In my eyes, you need to do 2 things pronto:
1 - remove the old.toughtimeslawyer subdomain - do this by blocking the subdomain via the subdomain's robots.txt - do a disallow: / in the robots file, and then go into the webmaster tools for the subdomain (which you should set up if you haven't already), and use the URL removal tool to remove the subdomain from Google. Once this is done, and the subdomain is no longer indexed, add a noindex meta tag to all pages and remove the robots.txt block - this should get rid of the subdomain permanently from the index.

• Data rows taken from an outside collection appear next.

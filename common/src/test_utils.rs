use std::path::PathBuf;
use std::sync::OnceLock;

/// Returns the workspace root directory (parent of the calling crate).
fn workspace_root() -> PathBuf {
    let manifest_dir = env!("CARGO_MANIFEST_DIR");
    PathBuf::from(manifest_dir)
        .parent()
        .expect("crate directory should have a parent")
        .to_path_buf()
}

/// Returns the directory test artifacts are written to, creating it once.
pub fn test_output_dir() -> PathBuf {
    static DIR: OnceLock<PathBuf> = OnceLock::new();
    DIR.get_or_init(|| {
        let dir = workspace_root().join("test_output");
        std::fs::create_dir_all(&dir).expect("Failed to create test_output directory");
        dir
    })
    .clone()
}

/// Returns the path to a test output file.
pub fn test_output_path(name: &str) -> PathBuf {
    test_output_dir().join(name)
}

2 - you need to get a handle on the 301 redirects - crawl your current site structure, and redirect any old URLs to the new URLs - you should keep a close eye on the 404 errors and soft 404 errors sections in Google Webmaster Tools, and make sure to fix those errors as they pop up. This can be time consuming, but it's key. Set up a redirection plugin for your wordpress - the redirection plugin can also track 404 errors and then you can tell them where they should redirect. While this should have been done in advance and is key to any properly planned and organized site migration, you can do this after the fact and try to catch as many of these 404s as well. I'd also look at your inbound links from OSE or some other tool, and make sure those pages are redirected to their proper location, so you preserve the inbound link juice.
These are the key things in my mind you should do according to your post. Good luck!